### Exercise requirements
From the entries below, copy every line that has the word "WatchlistCommands".

### Supplied material

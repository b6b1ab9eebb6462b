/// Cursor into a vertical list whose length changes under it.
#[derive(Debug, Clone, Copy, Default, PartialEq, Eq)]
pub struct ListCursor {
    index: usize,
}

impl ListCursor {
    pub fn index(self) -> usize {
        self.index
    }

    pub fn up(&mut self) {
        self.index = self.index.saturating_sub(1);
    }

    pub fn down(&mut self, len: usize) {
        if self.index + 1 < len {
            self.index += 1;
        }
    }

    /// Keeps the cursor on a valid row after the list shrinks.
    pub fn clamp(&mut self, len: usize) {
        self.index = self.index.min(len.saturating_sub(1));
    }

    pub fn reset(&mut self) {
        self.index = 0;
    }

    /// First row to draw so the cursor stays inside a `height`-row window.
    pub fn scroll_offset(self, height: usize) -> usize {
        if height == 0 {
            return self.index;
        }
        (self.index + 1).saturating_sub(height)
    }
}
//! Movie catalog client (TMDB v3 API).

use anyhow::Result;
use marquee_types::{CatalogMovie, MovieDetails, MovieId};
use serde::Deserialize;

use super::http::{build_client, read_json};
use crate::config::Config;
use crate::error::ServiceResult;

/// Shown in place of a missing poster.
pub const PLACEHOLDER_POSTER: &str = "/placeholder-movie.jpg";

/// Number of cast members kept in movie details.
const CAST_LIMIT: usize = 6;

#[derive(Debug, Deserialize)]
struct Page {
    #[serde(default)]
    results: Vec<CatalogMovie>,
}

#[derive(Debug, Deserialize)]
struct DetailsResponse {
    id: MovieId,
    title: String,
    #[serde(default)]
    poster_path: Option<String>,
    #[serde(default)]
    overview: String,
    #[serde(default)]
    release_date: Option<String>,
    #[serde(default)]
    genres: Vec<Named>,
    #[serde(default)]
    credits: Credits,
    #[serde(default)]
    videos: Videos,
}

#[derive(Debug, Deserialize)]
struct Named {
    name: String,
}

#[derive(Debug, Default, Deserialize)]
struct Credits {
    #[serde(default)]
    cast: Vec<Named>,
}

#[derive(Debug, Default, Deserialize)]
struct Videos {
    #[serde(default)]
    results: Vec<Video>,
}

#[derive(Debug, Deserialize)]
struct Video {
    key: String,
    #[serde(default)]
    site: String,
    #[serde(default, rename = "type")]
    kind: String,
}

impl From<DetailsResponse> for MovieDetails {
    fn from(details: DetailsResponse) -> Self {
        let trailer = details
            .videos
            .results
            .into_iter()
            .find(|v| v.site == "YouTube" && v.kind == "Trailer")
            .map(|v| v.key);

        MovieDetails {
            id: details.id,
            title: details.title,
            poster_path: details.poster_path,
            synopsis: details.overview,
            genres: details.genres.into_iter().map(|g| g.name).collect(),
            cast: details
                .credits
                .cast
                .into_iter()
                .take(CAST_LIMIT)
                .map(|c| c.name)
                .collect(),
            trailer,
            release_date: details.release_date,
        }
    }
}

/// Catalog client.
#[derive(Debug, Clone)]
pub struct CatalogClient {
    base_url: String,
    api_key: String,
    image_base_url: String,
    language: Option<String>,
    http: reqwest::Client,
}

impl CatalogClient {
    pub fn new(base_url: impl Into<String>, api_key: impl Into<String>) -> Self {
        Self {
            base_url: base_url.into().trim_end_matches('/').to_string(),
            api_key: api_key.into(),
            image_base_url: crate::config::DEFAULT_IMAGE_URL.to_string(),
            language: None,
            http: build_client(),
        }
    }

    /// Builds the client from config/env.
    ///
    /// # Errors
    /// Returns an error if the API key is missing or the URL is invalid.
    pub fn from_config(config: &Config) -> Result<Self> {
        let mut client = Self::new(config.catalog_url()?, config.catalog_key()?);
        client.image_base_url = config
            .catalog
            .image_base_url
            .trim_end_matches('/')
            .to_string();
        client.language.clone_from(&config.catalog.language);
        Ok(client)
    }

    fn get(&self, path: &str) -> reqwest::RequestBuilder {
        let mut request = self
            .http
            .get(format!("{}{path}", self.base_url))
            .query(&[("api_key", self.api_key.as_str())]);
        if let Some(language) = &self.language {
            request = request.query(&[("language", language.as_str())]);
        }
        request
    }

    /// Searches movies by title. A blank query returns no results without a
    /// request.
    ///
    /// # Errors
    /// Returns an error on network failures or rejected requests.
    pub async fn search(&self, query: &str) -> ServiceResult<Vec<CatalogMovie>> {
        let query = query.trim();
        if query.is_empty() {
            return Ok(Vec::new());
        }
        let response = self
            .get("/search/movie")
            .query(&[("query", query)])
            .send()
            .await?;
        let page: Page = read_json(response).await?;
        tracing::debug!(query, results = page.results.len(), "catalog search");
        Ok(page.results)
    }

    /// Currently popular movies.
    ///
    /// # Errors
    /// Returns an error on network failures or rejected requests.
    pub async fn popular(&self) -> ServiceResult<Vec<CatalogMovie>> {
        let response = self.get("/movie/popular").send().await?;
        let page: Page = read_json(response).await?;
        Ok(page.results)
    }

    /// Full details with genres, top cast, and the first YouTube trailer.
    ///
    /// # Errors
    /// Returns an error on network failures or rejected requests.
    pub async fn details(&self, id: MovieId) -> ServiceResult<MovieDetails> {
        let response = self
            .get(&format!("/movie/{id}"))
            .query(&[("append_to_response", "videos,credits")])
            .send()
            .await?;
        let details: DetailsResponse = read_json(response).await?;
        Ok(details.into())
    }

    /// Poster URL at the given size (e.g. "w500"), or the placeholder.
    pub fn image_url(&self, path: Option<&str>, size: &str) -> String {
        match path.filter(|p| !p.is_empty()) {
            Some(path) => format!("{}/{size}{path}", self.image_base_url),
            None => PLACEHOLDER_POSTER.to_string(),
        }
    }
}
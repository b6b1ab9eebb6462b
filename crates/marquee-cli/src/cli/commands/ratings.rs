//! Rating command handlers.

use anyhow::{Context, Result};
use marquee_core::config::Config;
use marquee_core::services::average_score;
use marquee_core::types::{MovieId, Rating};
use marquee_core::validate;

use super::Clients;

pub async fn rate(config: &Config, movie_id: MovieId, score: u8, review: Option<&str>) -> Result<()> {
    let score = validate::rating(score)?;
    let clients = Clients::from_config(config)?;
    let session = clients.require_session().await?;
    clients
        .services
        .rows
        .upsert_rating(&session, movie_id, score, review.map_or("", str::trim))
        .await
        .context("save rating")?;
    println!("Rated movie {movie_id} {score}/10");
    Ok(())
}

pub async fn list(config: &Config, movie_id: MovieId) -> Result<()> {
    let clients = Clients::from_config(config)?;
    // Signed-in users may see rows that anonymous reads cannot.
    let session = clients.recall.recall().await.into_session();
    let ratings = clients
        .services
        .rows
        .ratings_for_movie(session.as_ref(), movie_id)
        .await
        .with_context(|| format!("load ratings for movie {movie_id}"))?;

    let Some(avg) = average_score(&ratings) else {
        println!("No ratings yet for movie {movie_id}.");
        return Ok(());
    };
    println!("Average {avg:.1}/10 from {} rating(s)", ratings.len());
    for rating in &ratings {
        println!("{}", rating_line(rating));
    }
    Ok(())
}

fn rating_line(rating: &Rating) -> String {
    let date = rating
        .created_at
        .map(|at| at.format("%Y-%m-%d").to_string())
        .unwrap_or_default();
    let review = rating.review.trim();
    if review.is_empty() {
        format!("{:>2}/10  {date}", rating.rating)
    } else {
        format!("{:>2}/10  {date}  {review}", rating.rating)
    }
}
...
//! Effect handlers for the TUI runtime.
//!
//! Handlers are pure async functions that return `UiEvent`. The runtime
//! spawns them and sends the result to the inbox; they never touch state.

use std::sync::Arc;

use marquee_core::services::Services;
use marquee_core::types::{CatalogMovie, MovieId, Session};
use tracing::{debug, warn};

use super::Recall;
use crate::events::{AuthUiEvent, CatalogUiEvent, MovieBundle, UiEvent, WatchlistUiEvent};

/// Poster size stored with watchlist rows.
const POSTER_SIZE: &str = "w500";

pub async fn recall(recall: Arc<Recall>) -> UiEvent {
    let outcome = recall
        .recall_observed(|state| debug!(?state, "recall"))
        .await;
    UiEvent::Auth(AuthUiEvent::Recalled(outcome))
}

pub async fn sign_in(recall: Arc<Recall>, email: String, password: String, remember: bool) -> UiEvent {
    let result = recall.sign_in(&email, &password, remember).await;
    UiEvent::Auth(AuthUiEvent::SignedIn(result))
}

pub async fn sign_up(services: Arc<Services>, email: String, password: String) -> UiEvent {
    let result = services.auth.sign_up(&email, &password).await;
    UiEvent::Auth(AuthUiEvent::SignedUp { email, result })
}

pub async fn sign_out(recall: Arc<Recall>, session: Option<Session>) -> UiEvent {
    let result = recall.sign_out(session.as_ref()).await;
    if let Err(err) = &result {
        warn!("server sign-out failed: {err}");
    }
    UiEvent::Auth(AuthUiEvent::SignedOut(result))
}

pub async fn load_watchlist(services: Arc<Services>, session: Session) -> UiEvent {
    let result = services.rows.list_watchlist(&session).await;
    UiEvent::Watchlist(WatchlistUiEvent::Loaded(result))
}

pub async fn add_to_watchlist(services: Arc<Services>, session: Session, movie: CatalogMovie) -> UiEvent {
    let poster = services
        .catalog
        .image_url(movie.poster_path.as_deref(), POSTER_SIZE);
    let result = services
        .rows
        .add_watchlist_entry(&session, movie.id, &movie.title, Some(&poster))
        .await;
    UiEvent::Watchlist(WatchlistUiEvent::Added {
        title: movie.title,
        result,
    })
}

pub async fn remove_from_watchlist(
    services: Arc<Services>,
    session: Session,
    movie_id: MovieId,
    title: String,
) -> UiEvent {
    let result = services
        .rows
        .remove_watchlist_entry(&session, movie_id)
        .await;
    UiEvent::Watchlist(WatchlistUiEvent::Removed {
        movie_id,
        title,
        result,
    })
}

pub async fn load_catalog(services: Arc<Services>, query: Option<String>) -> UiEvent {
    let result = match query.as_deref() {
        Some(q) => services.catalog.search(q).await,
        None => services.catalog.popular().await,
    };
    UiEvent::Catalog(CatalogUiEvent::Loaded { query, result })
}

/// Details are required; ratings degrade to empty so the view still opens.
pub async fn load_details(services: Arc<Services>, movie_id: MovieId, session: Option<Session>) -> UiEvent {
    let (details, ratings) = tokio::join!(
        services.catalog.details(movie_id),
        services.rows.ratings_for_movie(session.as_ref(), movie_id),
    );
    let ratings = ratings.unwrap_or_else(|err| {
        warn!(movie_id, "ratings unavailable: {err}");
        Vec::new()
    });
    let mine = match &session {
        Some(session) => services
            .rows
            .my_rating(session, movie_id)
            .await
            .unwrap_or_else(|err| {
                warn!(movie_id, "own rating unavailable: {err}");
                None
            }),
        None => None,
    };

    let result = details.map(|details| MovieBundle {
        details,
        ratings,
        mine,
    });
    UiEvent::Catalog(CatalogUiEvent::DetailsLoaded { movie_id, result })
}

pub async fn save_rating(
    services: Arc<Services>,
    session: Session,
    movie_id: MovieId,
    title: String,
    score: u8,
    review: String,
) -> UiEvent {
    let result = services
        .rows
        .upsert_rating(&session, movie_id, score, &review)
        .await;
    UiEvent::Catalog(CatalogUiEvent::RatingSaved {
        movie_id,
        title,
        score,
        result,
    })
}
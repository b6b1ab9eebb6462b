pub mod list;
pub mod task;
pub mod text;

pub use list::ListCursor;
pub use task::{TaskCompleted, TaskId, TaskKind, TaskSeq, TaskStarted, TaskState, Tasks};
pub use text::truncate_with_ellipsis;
--
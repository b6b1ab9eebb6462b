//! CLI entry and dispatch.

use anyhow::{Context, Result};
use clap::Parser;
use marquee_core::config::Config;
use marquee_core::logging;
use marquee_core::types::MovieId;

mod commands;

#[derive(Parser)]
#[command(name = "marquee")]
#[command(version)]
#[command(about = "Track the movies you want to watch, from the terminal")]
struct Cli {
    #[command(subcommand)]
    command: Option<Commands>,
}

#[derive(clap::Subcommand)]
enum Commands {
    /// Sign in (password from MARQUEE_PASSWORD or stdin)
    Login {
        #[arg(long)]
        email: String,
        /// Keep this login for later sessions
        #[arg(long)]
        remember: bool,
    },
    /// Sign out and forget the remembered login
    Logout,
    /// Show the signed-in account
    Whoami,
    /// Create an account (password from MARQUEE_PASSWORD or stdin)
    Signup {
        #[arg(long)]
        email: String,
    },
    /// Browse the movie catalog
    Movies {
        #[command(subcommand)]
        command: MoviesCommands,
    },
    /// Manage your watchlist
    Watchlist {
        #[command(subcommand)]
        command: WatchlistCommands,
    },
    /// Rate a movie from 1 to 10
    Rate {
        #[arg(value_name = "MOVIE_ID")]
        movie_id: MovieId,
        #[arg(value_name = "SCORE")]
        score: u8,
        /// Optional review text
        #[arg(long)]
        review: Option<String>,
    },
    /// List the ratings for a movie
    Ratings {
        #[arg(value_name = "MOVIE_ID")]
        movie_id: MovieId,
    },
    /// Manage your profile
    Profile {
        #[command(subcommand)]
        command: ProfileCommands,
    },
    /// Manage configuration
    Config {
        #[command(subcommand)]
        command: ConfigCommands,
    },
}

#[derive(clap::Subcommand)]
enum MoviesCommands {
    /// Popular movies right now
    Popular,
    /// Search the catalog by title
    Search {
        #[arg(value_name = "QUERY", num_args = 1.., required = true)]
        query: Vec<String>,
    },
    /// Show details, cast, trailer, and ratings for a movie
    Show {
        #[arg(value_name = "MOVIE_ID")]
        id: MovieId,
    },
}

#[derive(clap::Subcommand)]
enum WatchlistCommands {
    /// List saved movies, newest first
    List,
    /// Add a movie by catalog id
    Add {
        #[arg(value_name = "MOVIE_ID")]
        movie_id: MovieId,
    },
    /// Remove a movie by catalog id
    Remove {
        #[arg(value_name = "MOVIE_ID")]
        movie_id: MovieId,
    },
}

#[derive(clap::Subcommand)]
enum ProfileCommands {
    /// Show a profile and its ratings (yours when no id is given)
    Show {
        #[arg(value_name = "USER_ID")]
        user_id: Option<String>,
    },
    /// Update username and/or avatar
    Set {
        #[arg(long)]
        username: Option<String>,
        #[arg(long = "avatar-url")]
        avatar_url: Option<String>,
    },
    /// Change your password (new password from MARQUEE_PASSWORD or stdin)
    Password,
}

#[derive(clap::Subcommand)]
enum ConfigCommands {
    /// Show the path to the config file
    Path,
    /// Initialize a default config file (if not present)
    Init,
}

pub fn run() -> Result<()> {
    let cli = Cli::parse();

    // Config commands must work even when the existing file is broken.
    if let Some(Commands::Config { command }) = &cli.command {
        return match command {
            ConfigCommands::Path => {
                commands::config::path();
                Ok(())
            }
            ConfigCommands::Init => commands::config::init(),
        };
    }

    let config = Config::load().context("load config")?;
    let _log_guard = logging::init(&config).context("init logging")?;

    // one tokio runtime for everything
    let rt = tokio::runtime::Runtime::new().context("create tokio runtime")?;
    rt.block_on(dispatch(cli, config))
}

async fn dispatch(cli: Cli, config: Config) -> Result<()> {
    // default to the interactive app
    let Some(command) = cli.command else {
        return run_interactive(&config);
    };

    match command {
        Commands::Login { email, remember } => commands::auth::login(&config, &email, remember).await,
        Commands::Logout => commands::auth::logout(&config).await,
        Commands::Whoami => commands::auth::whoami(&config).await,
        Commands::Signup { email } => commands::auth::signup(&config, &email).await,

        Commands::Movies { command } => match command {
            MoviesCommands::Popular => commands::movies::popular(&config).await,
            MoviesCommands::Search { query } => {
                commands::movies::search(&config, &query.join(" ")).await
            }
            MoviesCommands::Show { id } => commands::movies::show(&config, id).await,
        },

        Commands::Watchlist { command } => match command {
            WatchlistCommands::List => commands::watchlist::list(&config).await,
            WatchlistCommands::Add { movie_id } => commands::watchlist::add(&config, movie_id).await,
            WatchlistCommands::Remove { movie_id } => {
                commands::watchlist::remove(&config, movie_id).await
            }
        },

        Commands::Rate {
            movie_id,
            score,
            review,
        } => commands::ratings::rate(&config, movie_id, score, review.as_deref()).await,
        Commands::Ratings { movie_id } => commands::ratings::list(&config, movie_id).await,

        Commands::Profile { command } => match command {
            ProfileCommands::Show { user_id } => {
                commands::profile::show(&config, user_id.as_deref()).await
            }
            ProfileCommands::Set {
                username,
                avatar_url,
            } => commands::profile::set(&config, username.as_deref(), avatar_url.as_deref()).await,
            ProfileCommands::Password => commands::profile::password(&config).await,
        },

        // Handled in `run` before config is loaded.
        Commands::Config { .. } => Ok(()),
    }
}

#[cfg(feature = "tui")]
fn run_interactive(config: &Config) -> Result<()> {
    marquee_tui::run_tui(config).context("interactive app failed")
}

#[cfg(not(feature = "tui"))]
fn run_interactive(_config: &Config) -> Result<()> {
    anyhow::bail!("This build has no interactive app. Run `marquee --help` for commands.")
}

### Output for this task
        command: WatchlistCommands,
enum WatchlistCommands {
            WatchlistCommands::List => commands::watchlist::list(&config).await,
            WatchlistCommands::Add { movie_id } => commands::watchlist::add(&config, movie_id).await,
            WatchlistCommands::Remove { movie_id } => {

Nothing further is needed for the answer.